The paradigmatic endocannabinoid ligands are N-arachidonylethanolamine (anandamide, AEA) and
2-arachidonoylglycerol (2-AG). One of AEA’s key biosynthetic enzymes is N-acyl phosphatidyl-ethanolamine phospholipase D. The chief biosynthetic enzymes of 2-AG are two isoforms of diacylglycerol lipase: DAGLα and DAGLβ. The primary catabolic enzymes of AEA and 2-AG are fatty acid
amide hydrolase (FAAH) and monoacylglycerol lipase (MAGL) respectively. COX-2 can also catabolize AEA and 2-AG (Kozak et al., 2002).

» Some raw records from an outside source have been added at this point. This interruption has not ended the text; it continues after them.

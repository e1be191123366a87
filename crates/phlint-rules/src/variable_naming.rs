//! Rule enforcing lower camel case variable names.
//!
//! # Rationale
//!
//! Local variables should read as `lowerCamelCase`. Two carve-outs apply:
//! the PHP superglobals keep their canonical uppercase names, and static
//! property references (`MyClass::$variable`) are skipped because their
//! declaration may be outside the author's control.
//!
//! # Configuration
//!
//! None. The reserved superglobal set is fixed.

use phlint_core::nav;
use phlint_core::{
    Diagnostic, FileContext, Location, Rule, RuleConfig, Severity, TokenKind, TokenStream,
};

/// Rule name for variable-naming.
pub const NAME: &str = "variable-naming";

/// Violation code: variable name is not in camel caps format.
pub const CODE_NOT_CAMEL_CAPS: &str = "NotCamelCaps";

/// PHP reserved variables, matched against the bare name after the `$`
/// sigil is stripped. Fixed set, not configurable.
const PHP_RESERVED_VARS: &[&str] = &[
    "_SERVER", "_GET", "_POST", "_REQUEST", "_SESSION", "_ENV", "_COOKIE", "_FILES", "GLOBALS",
];

/// Flags variable references whose name is not valid lower camel case.
///
/// Member-variable declarations and variables embedded in string
/// interpolation are the host's concern: it must not dispatch those token
/// positions to this rule.
#[derive(Debug, Clone)]
pub struct VariableNaming {
    /// Custom severity.
    pub severity: Severity,
}

impl Default for VariableNaming {
    fn default() -> Self {
        Self::new()
    }
}

impl VariableNaming {
    /// Creates a new rule with default settings.
    #[must_use]
    pub fn new() -> Self {
        Self {
            severity: Severity::Error,
        }
    }

    /// Sets the severity level.
    #[must_use]
    pub fn severity(mut self, severity: Severity) -> Self {
        self.severity = severity;
        self
    }
}

impl Rule for VariableNaming {
    fn name(&self) -> &'static str {
        NAME
    }

    fn description(&self) -> &'static str {
        "Requires lower camel case variable names"
    }

    fn default_severity(&self) -> Severity {
        self.severity
    }

    fn triggers(&self) -> &'static [TokenKind] {
        &[TokenKind::Variable]
    }

    fn check(
        &self,
        ctx: &FileContext,
        stream: &TokenStream,
        pos: usize,
        _config: &RuleConfig,
    ) -> Vec<Diagnostic> {
        let name = stream[pos].text.trim_start_matches('$');

        if PHP_RESERVED_VARS.contains(&name) {
            return Vec::new(); // skip PHP reserved vars
        }

        // skip MyClass::$variable, there might be no control over the declaration
        if let Some(previous) = nav::find_previous_non_whitespace(stream, pos) {
            if stream[previous].kind == TokenKind::DoubleColon {
                return Vec::new();
            }
        }

        if is_camel_caps(name) {
            return Vec::new();
        }

        vec![Diagnostic::new(
            CODE_NOT_CAMEL_CAPS,
            NAME,
            self.severity,
            Location::new(ctx.path, stream[pos].line),
            format!("Variable \"{name}\" is not in valid camel caps format"),
        )]
    }
}

/// Non-strict lower camel caps: first character a lowercase ASCII letter,
/// remainder ASCII alphanumeric. Underscores are rejected; consecutive
/// uppercase runs (acronyms) are accepted.
fn is_camel_caps(name: &str) -> bool {
    let mut chars = name.chars();
    let Some(first) = chars.next() else {
        return false;
    };
    first.is_ascii_lowercase() && chars.all(|c| c.is_ascii_alphanumeric())
}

Synthetic THC (dronabinol) became clinically available in the 1980s for indications including anorexia and weight loss in people with AIDS, and for nausea and vomiting associated with cancer chemotherapy. Off-label uses include migraine, multiple sclerosis, sleep disorders and chronic neuropathic pain. However, the therapeutic window of THC is narrowed by side effects. In clinical trials, dronabinol precipitated dysphoria, depersonalization, anxiety, panic reactions and paranoia (Cocchetto et al., 1981).

Psychological side effects occur more frequently with THC than with whole cannabis (Grinspoon and Bakalar, 1997). Only six years after Raphael Mechoulam successfully isolated THC, one of the authors of this article determined that THC did not act alone in cannabis (Gill et al., 1970). Other constituents in cannabis work in a paradoxical capacity of mitigating the side effects of THC, but improving the therapeutic activity of THC.

Cannabidiol (CBD) and Δ9-tetrahydrocannabivarin (THCV)

At last count, 108 phytocannabinoids have been characterized in various chemovars of the plant (Hanuš, 2008). The other phytocannabinoids of greatest clinical interest are CBD and THCV. THC and CBD are ‘sister’ molecules, biosynthesized by nearly identical enzymes in Cannabis – expressions of two alleles at a single gene locus (de Meijer et al., 2003). THC and CBD are C21 terpenophenols with pentyl alkyl tails,
whereas THCV is a C19 propyl-tailed analogue of THC. Cannabis biosynthesizes these compounds as carboxylic acids, for example, THC-carboxylic acid (2-COOH-THC). When heated, dried or exposed to light, the parent compounds are decarboxylated.

Fundamentally, THC mimics AEA and 2-AG by acting as a partial agonist at CB1 and CB2 receptors (Mechoulam et al., 1998). But rather than simply substituting for AEA and 2-AG, cannabis and its many constituents work, in part, by ‘kickstarting’ the endocannabinoid system (McPartland and Guy, 2004). CBD, in particular, gained attention early in this regard. Several landmark studies published in the previous century have shown interactions between CBD and THC (see Box 1).